I had a discussion in this forum with Paul Packer, in which I think
we both concluded that while the invasion itself was justified by
the threat Saddam posed on a geopolitical scale, everything that
followed was badly bungled. It appears that the plan for the "new
Iraq" was composed by a Republican brain trust that simply had
unrealistic expectations for the evolution of a society hundreds of
years behind the West. The Saudis gave some advice, that was
ironically the same given by Russia regarding Afghanistan: buy the
place. Buy your enemies; make them "friends" according to their own
standards.

and yet that seems shortsighted as well if the real goal is truly
representative democracy. Sure...we could have bought
Saddam's overthrow...but would his successors have
been an improvement.

I think, while perhaps some professional elements of the army
may have been retained for security, the Baathists in the
beauracracy had to go.

Instead, anyone who had any previous connection with the governing
infrastructure was disallowed, literally daring them to form an
insurgency. Not unexpected, considering the options we gave them.

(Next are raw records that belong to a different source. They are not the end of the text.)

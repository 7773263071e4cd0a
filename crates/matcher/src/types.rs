use catalog::{CatalogError, CompanyRecord};
use serde::{Deserialize, Serialize};
use thiserror::Error;

/// Match category, best first. The derived ordering is the ranking order.
#[derive(Debug, Clone, Copy, Serialize, Deserialize, PartialEq, Eq, PartialOrd, Ord, Hash)]
#[serde(rename_all = "snake_case")]
pub enum MatchTier {
    Exact = 1,
    Prefix = 2,
    Substring = 3,
    Fuzzy = 4,
    FullText = 5,
}

impl MatchTier {
    /// Evaluation order.
    pub const ALL: [MatchTier; 5] = [
        MatchTier::Exact,
        MatchTier::Prefix,
        MatchTier::Substring,
        MatchTier::Fuzzy,
        MatchTier::FullText,
    ];

    pub fn as_str(self) -> &'static str {
        match self {
            MatchTier::Exact => "exact",
            MatchTier::Prefix => "prefix",
            MatchTier::Substring => "substring",
            MatchTier::Fuzzy => "fuzzy",
            MatchTier::FullText => "full_text",
        }
    }
}

/// A record together with the best tier it matched in.
#[derive(Debug, Clone, PartialEq, Eq)]
pub struct ScoredMatch {
    pub record: CompanyRecord,
    pub tier: MatchTier,
}

/// Final ranked, deduplicated and capped records.
#[derive(Debug, Clone, Default, PartialEq, Eq, Serialize)]
#[serde(transparent)]
pub struct ResultSet {
    records: Vec<CompanyRecord>,
}

impl ResultSet {
    pub fn empty() -> Self {
        Self::default()
    }

    pub fn len(&self) -> usize {
        self.records.len()
    }

    pub fn is_empty(&self) -> bool {
        self.records.is_empty()
    }

    pub fn iter(&self) -> std::slice::Iter<'_, CompanyRecord> {
        self.records.iter()
    }

    pub fn as_slice(&self) -> &[CompanyRecord] {
        &self.records
    }

    pub fn into_records(self) -> Vec<CompanyRecord> {
        self.records
    }
}

impl From<Vec<ScoredMatch>> for ResultSet {
    fn from(hits: Vec<ScoredMatch>) -> Self {
        Self {
            records: hits.into_iter().map(|hit| hit.record).collect(),
        }
    }
}

impl IntoIterator for ResultSet {
    type Item = CompanyRecord;
    type IntoIter = std::vec::IntoIter<CompanyRecord>;

    fn into_iter(self) -> Self::IntoIter {
        self.records.into_iter()
    }
}

/// Response envelope: `{"results": [...], "count": n, "query": "..."}`.
///
/// `query` is the trimmed query; `count` always equals `results.len()`.
#[derive(Debug, Clone, PartialEq, Eq, Serialize, Deserialize)]
pub struct SearchResponse {
    pub results: Vec<CompanyRecord>,
    pub count: usize,
    pub query: String,
}

impl SearchResponse {
    pub fn new(query: impl Into<String>, results: ResultSet) -> Self {
        let results = results.into_records();
        Self {
            count: results.len(),
            results,
            query: query.into(),
        }
    }

    pub fn empty() -> Self {
        Self::new(String::new(), ResultSet::empty())
    }
}

/// Ranking knobs.
#[derive(Debug, Clone, Serialize, Deserialize, PartialEq)]
#[serde(default)]
pub struct MatchConfig {
    /// Cap on returned records; may be lowered but never above 20.
    pub max_results: usize,
    /// Fuzzy tier keeps records whose trigram similarity is strictly above this.
    pub similarity_threshold: f32,
    /// Whether the full-text tier runs at all.
    pub full_text: bool,
}

impl MatchConfig {
    pub const DEFAULT_MAX_RESULTS: usize = 20;

    pub fn validate(&self) -> Result<(), MatchError> {
        if self.max_results == 0 {
            return Err(MatchError::InvalidConfig(
                "max_results must be greater than zero".into(),
            ));
        }
        if self.max_results > Self::DEFAULT_MAX_RESULTS {
            return Err(MatchError::InvalidConfig(format!(
                "max_results must not exceed {}",
                Self::DEFAULT_MAX_RESULTS
            )));
        }
        if !(0.0..=1.0).contains(&self.similarity_threshold) {
            return Err(MatchError::InvalidConfig(
                "similarity_threshold must be between 0.0 and 1.0".into(),
            ));
        }
        Ok(())
    }
}

impl Default for MatchConfig {
    fn default() -> Self {
        Self {
            max_results: Self::DEFAULT_MAX_RESULTS,
            similarity_threshold: catalog::trigram::DEFAULT_SIMILARITY_THRESHOLD,
            full_text: true,
        }
    }
}

#[derive(Debug, Error)]
pub enum MatchError {
    #[error("invalid match config: {0}")]
    InvalidConfig(String),
    /// A catalog lookup failed for a reason other than a rejected full-text query.
    #[error(transparent)]
    CatalogUnavailable(#[from] CatalogError),
}

#[cfg(test)]
mod tests {
    use super::*;

    #[test]
    fn default_config_is_valid() {
        let cfg = MatchConfig::default();
        assert!(cfg.validate().is_ok());
        assert_eq!(cfg.max_results, 20);
        assert!((cfg.similarity_threshold - 0.3).abs() < f32::EPSILON);
        assert!(cfg.full_text);
    }

    #[test]
    fn zero_max_results_rejected() {
        let cfg = MatchConfig {
            max_results: 0,
            ..MatchConfig::default()
        };
        match cfg.validate() {
            Err(MatchError::InvalidConfig(msg)) => assert!(msg.contains("max_results")),
            other => panic!("unexpected: {other:?}"),
        }
    }

    #[test]
    fn max_results_above_twenty_rejected() {
        let at_cap = MatchConfig {
            max_results: 20,
            ..MatchConfig::default()
        };
        assert!(at_cap.validate().is_ok());

        let cfg = MatchConfig {
            max_results: 21,
            ..MatchConfig::default()
        };
        match cfg.validate() {
            Err(MatchError::InvalidConfig(msg)) => assert!(msg.contains("max_results")),
            other => panic!("unexpected: {other:?}"),
        }
    }

    #[test]
    fn out_of_range_threshold_rejected() {
        for threshold in [-0.1, 1.5, f32::NAN] {
            let cfg = MatchConfig {
                similarity_threshold: threshold,
                ..MatchConfig::default()
            };
            assert!(cfg.validate().is_err(), "{threshold} accepted");
        }
    }

    #[test]
    fn partial_config_fills_defaults() {
        let cfg: MatchConfig = serde_json::from_str(r#"{"max_results": 5}"#).unwrap();
        assert_eq!(cfg.max_results, 5);
        assert!(cfg.full_text);
    }

    #[test]
    fn tiers_order_by_priority() {
        let mut tiers = vec![MatchTier::FullText, MatchTier::Exact, MatchTier::Fuzzy];
        tiers.sort();
        assert_eq!(tiers, vec![MatchTier::Exact, MatchTier::Fuzzy, MatchTier::FullText]);
        assert_eq!(MatchTier::FullText.as_str(), "full_text");
    }

    #[test]
    fn envelope_count_tracks_results() {
        let set = ResultSet::from(vec![ScoredMatch {
            record: CompanyRecord::new("Acme", None),
            tier: MatchTier::Exact,
        }]);
        let response = SearchResponse::new("acme", set);
        let json = serde_json::to_value(&response).unwrap();
        assert_eq!(json["count"], 1);
        assert_eq!(json["query"], "acme");
        assert_eq!(json["results"][0]["company_name"], "Acme");
        assert_eq!(json["results"][0]["website"], serde_json::Value::Null);
    }

    #[test]
    fn catalog_failures_keep_their_message() {
        let err = MatchError::from(CatalogError::Unavailable("connection refused".into()));
        assert_eq!(err.to_string(), "catalog unavailable: connection refused");
    }
}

No, and working throuht it will take some time but there are signs of
progress.

http://www.taipeitimes.com/News/world/archives/2006/08/30/2003325492




Iraq could have ended up as an inwardly focused, slightly
democratic, slightly pluralistic country in which change for the
better would come when the zeitgeist of that country called for it.

or remained an oppressive dictatorship for another 30 years.

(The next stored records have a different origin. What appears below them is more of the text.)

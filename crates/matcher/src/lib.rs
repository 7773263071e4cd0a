//! # Company Matcher (`matcher`)
//!
//! ## Purpose
//!
//! `matcher` turns a free-text company query into a short, ranked list of
//! catalog records. It owns no data: every lookup goes through a
//! [`catalog::CompanyCatalog`], and the matcher only merges, ranks and caps.
//!
//! ## Ranking
//!
//! Five tiers are evaluated in priority order:
//!
//! 1. exact name (case-insensitive)
//! 2. name starts with the query
//! 3. name contains the query
//! 4. trigram similarity above [`MatchConfig::similarity_threshold`]
//! 5. English full-text match
//!
//! A name found in several tiers is reported once, in its best tier. Results
//! are ordered by tier then name and capped at [`MatchConfig::max_results`].
//! A full-text query the catalog rejects as malformed only skips tier 5; any
//! other catalog failure aborts the search with [`MatchError::CatalogUnavailable`].
//!
//! ## Example Usage
//!
//! ```
//! use catalog::{CompanyRecord, IndexedCatalog};
//! use matcher::RankedMatcher;
//!
//! # let rt = tokio::runtime::Runtime::new().unwrap();
//! # rt.block_on(async {
//! let catalog = IndexedCatalog::from_records(vec![
//!     CompanyRecord::new("Acme Corp", Some("acme.com")),
//!     CompanyRecord::new("Acme Industries", None),
//! ])
//! .unwrap();
//!
//! let response = RankedMatcher::default()
//!     .search_response("  acme ", &catalog)
//!     .await
//!     .unwrap();
//! assert_eq!(response.query, "acme");
//! assert_eq!(response.count, 2);
//! # });
//! ```
//!
//! ## Observability
//!
//! Install a [`MatchMetrics`] implementation via [`set_match_metrics`] to
//! record latency, per-tier hit counts and failures.

pub mod engine;
pub mod metrics;
pub mod types;

pub use crate::engine::RankedMatcher;
pub use crate::metrics::{set_match_metrics, MatchMetrics};
pub use crate::types::{
    MatchConfig, MatchError, MatchTier, ResultSet, ScoredMatch, SearchResponse,
};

This is the danger of ideologically motivated thinking; the American
architects of the new Iraq were listening to themselves, instead of
people who knew the people of Iraq.

Those people whose advice you so readily accept do not want
a successful democratic Iraq.


The book I recommended to you is was written by a Russian journalist
very much in the tradition of our "New Journalism" , ie., Tom Wolfe
and Hunter S. Thomson.

I saw Hunter S. Thompson when I was in college.
He thought anyone who admired him was a fool.
After listening to him for an hour.. I had to agree.

It is a brilliant work of immersive literature, from which I learned
that the questions the Russians ask, to this day, are amusingly
similar to our own. The first one is, "How did we (Russians) get
into Afghanistan in the first place?" In self reply, all sorts of
theories are floated.

The other thing I learned is that while we think of the Russian Army
as a brutal occupier, the subjugation of Afghanistan was actually
carried out with great sophistication. The Russians know every trick
in the book: persuasion, co-opting, consideration. friendship, aid,
propaganda, and brutality, all served up with the skill of an
apparatus that had been practicing subversion for fifty years. And
it didn't help them! They still got kicked out, which is an ominous
portent for our own efforts. When the Americans went into
Afghanistan after 9/11, they said to us, "Nobody can conquer
Afghanistan, but the richest nation in the world could buy it."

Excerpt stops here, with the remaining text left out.